# Work item:
Below are entries; count each line that holds the word "stream" and report the number without any other words.

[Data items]
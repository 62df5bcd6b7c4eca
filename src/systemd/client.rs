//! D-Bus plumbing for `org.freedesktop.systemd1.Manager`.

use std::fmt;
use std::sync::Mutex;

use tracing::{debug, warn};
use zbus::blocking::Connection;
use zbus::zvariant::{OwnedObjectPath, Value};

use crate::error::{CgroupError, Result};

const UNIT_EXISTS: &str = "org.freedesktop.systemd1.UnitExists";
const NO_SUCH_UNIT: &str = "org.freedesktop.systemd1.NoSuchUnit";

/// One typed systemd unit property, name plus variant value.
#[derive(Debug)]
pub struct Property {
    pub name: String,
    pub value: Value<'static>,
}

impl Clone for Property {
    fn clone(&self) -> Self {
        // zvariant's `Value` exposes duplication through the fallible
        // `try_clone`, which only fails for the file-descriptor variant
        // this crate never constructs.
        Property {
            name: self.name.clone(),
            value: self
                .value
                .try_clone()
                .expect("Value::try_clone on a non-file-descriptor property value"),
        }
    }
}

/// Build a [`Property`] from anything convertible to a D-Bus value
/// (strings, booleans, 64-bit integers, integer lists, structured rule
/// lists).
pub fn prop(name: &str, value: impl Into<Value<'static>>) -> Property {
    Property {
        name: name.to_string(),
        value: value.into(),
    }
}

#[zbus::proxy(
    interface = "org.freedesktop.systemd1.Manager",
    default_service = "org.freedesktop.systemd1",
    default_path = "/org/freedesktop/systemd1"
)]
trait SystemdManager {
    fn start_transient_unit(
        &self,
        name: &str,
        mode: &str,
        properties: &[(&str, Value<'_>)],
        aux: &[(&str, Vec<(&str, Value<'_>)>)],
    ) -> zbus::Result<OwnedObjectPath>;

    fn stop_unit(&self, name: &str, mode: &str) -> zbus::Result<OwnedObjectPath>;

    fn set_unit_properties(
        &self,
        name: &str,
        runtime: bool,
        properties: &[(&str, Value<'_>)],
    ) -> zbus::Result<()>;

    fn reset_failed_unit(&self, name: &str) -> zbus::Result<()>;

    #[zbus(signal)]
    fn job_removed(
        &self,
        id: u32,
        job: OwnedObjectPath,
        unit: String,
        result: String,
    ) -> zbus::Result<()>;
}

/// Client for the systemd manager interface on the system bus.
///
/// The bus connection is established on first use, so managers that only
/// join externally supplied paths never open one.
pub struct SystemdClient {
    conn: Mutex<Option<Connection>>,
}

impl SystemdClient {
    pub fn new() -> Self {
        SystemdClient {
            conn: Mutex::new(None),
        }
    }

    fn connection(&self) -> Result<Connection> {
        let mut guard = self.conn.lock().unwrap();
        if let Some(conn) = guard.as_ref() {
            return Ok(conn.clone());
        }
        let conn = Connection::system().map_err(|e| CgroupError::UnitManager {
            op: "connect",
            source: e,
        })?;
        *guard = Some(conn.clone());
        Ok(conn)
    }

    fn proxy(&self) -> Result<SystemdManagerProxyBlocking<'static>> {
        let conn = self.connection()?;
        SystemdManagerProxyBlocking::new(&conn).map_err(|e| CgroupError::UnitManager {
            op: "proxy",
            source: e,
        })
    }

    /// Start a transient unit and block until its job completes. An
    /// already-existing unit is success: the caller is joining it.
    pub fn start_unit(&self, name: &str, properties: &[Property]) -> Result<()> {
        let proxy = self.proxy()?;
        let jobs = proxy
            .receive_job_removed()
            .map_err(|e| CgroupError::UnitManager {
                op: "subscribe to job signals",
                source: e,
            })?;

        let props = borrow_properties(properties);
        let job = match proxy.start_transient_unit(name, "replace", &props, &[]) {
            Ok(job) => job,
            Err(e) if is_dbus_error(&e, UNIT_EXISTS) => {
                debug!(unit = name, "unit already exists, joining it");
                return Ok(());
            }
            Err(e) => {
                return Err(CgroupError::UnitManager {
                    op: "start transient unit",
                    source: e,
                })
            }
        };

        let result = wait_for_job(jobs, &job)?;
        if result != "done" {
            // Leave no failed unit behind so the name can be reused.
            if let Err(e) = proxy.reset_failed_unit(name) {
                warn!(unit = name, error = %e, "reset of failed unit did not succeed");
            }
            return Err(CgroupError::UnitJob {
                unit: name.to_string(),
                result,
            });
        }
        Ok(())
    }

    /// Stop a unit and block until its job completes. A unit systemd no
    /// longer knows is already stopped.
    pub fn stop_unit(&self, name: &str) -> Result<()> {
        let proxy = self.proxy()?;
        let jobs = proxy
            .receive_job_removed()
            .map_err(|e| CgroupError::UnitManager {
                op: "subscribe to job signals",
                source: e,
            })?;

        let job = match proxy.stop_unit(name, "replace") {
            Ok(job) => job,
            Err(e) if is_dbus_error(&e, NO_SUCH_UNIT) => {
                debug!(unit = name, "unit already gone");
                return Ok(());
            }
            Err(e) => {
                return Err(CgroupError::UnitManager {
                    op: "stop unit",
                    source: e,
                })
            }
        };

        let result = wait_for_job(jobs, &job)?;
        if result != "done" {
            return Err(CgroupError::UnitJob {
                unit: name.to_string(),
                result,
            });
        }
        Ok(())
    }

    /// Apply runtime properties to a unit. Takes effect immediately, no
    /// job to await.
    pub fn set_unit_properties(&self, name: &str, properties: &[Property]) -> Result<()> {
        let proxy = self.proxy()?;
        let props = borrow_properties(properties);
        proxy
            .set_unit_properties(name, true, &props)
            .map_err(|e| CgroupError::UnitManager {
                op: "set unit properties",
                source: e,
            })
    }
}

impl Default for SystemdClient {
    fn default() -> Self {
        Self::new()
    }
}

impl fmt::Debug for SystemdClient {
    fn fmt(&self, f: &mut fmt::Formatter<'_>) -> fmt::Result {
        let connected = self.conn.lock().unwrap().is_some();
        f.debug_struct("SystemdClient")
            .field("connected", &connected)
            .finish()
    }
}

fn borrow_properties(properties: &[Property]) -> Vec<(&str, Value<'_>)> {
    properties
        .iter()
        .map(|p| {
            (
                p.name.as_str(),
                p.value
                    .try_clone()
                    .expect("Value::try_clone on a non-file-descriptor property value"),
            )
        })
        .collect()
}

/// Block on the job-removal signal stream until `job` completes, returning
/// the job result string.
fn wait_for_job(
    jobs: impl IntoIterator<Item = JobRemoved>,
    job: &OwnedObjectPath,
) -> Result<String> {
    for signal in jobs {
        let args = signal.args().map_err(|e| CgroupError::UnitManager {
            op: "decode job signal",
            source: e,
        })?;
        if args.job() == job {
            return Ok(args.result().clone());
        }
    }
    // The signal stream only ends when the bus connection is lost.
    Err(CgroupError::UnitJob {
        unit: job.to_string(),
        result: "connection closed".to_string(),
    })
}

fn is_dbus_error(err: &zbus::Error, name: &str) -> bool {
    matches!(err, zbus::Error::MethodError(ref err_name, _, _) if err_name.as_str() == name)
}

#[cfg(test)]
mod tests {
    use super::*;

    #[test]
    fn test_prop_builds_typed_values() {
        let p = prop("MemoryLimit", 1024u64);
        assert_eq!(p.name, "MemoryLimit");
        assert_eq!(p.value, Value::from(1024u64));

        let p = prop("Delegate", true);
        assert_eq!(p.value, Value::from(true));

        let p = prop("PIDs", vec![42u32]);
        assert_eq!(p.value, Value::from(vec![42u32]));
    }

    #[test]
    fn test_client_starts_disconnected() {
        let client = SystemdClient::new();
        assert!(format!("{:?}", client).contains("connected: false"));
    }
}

# Reply:
2